Reader, I’m happy to report that I danced my ass off. I spent the night at Ninja Tune’s showcase, an event that offered a sort of electronic music prix fixe menu: diverse, peculiar small plates that seem disconnected in isolation but make sense as part of a larger whole. If you wanted winking, fecund footwork, you could arrive early for a set by the enigmatic DJ Paypal. The Detroit legend Moodymann would work up a stew of disco, house, and funk a few hours later. Some of the tastes are familiar, and some of the tastes are surprising. You place your trust in the chef and find yourself reflecting on the meal as a whole.

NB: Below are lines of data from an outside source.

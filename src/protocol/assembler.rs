//! # Line Assembler
//!
//! Turns arbitrarily chunked serial reads into complete, trimmed text lines.
//!
//! Bytes outside the ASCII range are dropped on the way in. A trailing partial
//! line is held until its newline arrives, so the emitted lines never depend
//! on where the transport happened to split the stream.

use bytes::BytesMut;
use tracing::warn;

use crate::error::FramingError;

/// Initial capacity of the pending buffer
const INITIAL_CAPACITY: usize = 256;

/// Newline-delimited framer over raw serial bytes
#[derive(Debug)]
pub struct LineAssembler {
    /// Text after the last newline seen so far
    pending: BytesMut,
    /// Length cap for a single line, `None` for unbounded
    max_line_length: Option<usize>,
    /// Set after an overflow until the offending line's newline arrives
    discarding: bool,
}

impl Default for LineAssembler {
    fn default() -> Self {
        Self::new(None)
    }
}

impl LineAssembler {
    /// Create an assembler, optionally capping the length of a single line
    ///
    /// A line longer than the cap is reported once as
    /// [`FramingError::Overflow`] and discarded up to its newline.
    pub fn new(max_line_length: Option<usize>) -> Self {
        Self {
            pending: BytesMut::with_capacity(INITIAL_CAPACITY),
            max_line_length,
            discarding: false,
        }
    }

    /// Feed one chunk of raw bytes
    ///
    /// # Returns
    ///
    /// Every line completed by this chunk, in arrival order, plus a framing
    /// error in place of any line that blew past the length cap.
    ///
    /// # Examples
    ///
    /// ```
    /// use serial_telemetry::protocol::assembler::LineAssembler;
    ///
    /// let mut assembler = LineAssembler::default();
    /// assert!(assembler.feed(b"SW:0").is_empty());
    ///
    /// let lines = assembler.feed(b"1|A0:5;0.02V\r\nSW:");
    /// assert_eq!(lines, vec![Ok("SW:01|A0:5;0.02V".to_string())]);
    /// assert_eq!(assembler.pending(), b"SW:");
    /// ```
    pub fn feed(&mut self, bytes: &[u8]) -> Vec<Result<String, FramingError>> {
        let mut lines = Vec::new();

        for segment in bytes.split_inclusive(|&b| b == b'\n') {
            let (body, complete) = match segment.split_last() {
                Some((&b'\n', body)) => (body, true),
                _ => (segment, false),
            };

            if let Some(err) = self.append(body) {
                lines.push(Err(err));
            }

            if complete {
                if let Some(line) = self.finish_line() {
                    lines.push(Ok(line));
                }
            }
        }

        lines
    }

    /// Bytes received after the last newline
    pub fn pending(&self) -> &[u8] {
        &self.pending
    }

    fn append(&mut self, body: &[u8]) -> Option<FramingError> {
        if self.discarding {
            return None;
        }

        self.pending.extend(body.iter().copied().filter(u8::is_ascii));

        let limit = self.max_line_length?;
        if self.pending.len() <= limit {
            return None;
        }

        warn!(
            "Discarding partial line: {} bytes without a newline (limit {})",
            self.pending.len(),
            limit
        );
        self.pending.clear();
        self.discarding = true;
        Some(FramingError::Overflow { limit })
    }

    fn finish_line(&mut self) -> Option<String> {
        if self.discarding {
            self.discarding = false;
            self.pending.clear();
            return None;
        }

        let line = self.pending.split();
        Some(String::from_utf8_lossy(&line).trim().to_string())
    }
}

#[cfg(test)]
mod tests {
    use super::*;

    const STREAM: &[u8] =
        b"boot ok\r\nSW:01|A0:512;2.50V\n\nSW:10|MODE:AVG|A1:3;0.01V\r\n  SW:11  \npartial";

    fn collect_lines(out: Vec<Result<String, FramingError>>) -> Vec<String> {
        out.into_iter().map(|line| line.unwrap()).collect()
    }

    #[test]
    fn test_no_newline_yields_nothing() {
        let mut assembler = LineAssembler::default();
        assert!(assembler.feed(b"SW:01|A0:1").is_empty());
        assert_eq!(assembler.pending(), b"SW:01|A0:1");
    }

    #[test]
    fn test_lines_are_trimmed_and_tail_is_kept() {
        let mut assembler = LineAssembler::default();
        let lines = collect_lines(assembler.feed(STREAM));

        assert_eq!(
            lines,
            vec![
                "boot ok",
                "SW:01|A0:512;2.50V",
                "",
                "SW:10|MODE:AVG|A1:3;0.01V",
                "SW:11",
            ]
        );
        assert_eq!(assembler.pending(), b"partial");
    }

    #[test]
    fn test_chunk_boundary_invariance() {
        let mut whole = LineAssembler::default();
        let expected = collect_lines(whole.feed(STREAM));

        // Two-way split at every boundary
        for split in 0..=STREAM.len() {
            let mut assembler = LineAssembler::default();
            let mut lines = collect_lines(assembler.feed(&STREAM[..split]));
            lines.extend(collect_lines(assembler.feed(&STREAM[split..])));
            assert_eq!(lines, expected, "split at {}", split);
            assert_eq!(assembler.pending(), whole.pending());
        }

        // One byte at a time
        let mut assembler = LineAssembler::default();
        let mut lines = Vec::new();
        for byte in STREAM {
            lines.extend(collect_lines(assembler.feed(std::slice::from_ref(byte))));
        }
        assert_eq!(lines, expected);
    }

    #[test]
    fn test_non_ascii_bytes_are_dropped() {
        let mut assembler = LineAssembler::default();
        let lines = collect_lines(assembler.feed(b"SW:\xff01|A0:1;\xc3\xa90.5V\n"));
        assert_eq!(lines, vec!["SW:01|A0:1;0.5V"]);
    }

    #[test]
    fn test_empty_feed_is_noop() {
        let mut assembler = LineAssembler::default();
        assert!(assembler.feed(b"").is_empty());
        assert!(assembler.pending().is_empty());
    }

    #[test]
    fn test_overflow_reports_once_and_resyncs() {
        let mut assembler = LineAssembler::new(Some(8));

        let out = assembler.feed(b"0123456789");
        assert_eq!(out, vec![Err(FramingError::Overflow { limit: 8 })]);
        assert!(assembler.pending().is_empty());

        // The rest of the runaway line is swallowed, no second error
        assert!(assembler.feed(b"abcdef").is_empty());

        let out = assembler.feed(b"xyz\nSW:01\n");
        assert_eq!(out, vec![Ok("SW:01".to_string())]);
    }

    #[test]
    fn test_overflow_is_chunk_invariant() {
        let stream = b"SW:01\nAAAAAAAAAAAAAAAAAAAA\nSW:10\n";

        let mut whole = LineAssembler::new(Some(10));
        let expected = whole.feed(stream);
        assert_eq!(
            expected,
            vec![
                Ok("SW:01".to_string()),
                Err(FramingError::Overflow { limit: 10 }),
                Ok("SW:10".to_string()),
            ]
        );

        for split in 0..=stream.len() {
            let mut assembler = LineAssembler::new(Some(10));
            let mut out = assembler.feed(&stream[..split]);
            out.extend(assembler.feed(&stream[split..]));
            assert_eq!(out, expected, "split at {}", split);
        }
    }

    #[test]
    fn test_line_at_limit_is_accepted() {
        let mut assembler = LineAssembler::new(Some(5));
        assert_eq!(assembler.feed(b"SW:01\n"), vec![Ok("SW:01".to_string())]);
    }
}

If you forced me to pick a favorite chunk of sets, I’d point to the three that anchored the middle of the night. Brainfeeder’s Taylor McFerrin stitched together forthcoming new material and highlights from 2014’s jazzy, laid-back Early Riser, an album that took nearly half a decade to complete. The music wasn’t particularly propulsive, but it was earthy, warm, and cerebral; hips were quiet, but heads were moving. The British producer Leon Vynehall offered up sumptuous, hypnotic club music in a set that surprised me with its darkness and rhythmic aggressiveness. When he tucked into "It’s Just (House of Dupree)," a highlight from his 2014 mini-LP Music for the Uninvited, it felt like watching the sunrise after a night on the floor.
I decided to surrender to SXSW
After a minute I spent catching my breath, Machinedrum took the stage for nearly an hour of blinding, hyper-speed new music, all of which he’d apparently composed since January. Every new track threw off disorienting color and light, and when he brought out future-R&B goddess D∆WN — he produced her single "Not Above That" — it felt like a well-earned victory lap. None of these sets have much in common on the surface, but they share a few essential qualities: intelligence, generosity, congeniality.
This is my first SXSW, and I’ve spent most of the week racked with low-level anxiety about everything I’m probably missing. I haven’t made it out to Austin’s gigantic musical forts, houses, and hotels, and my attendance at any secret after-hours gigs has been limited by being both uncool and perpetually exhausted. At some point during last night’s showcase, I decided to surrender, to allow myself to drown in the flood of performances and setlists and wristbands. There’s more worthy music being played here than I could enjoy in a lifetime, and there’s nothing wrong with picking a single thing and sticking to it.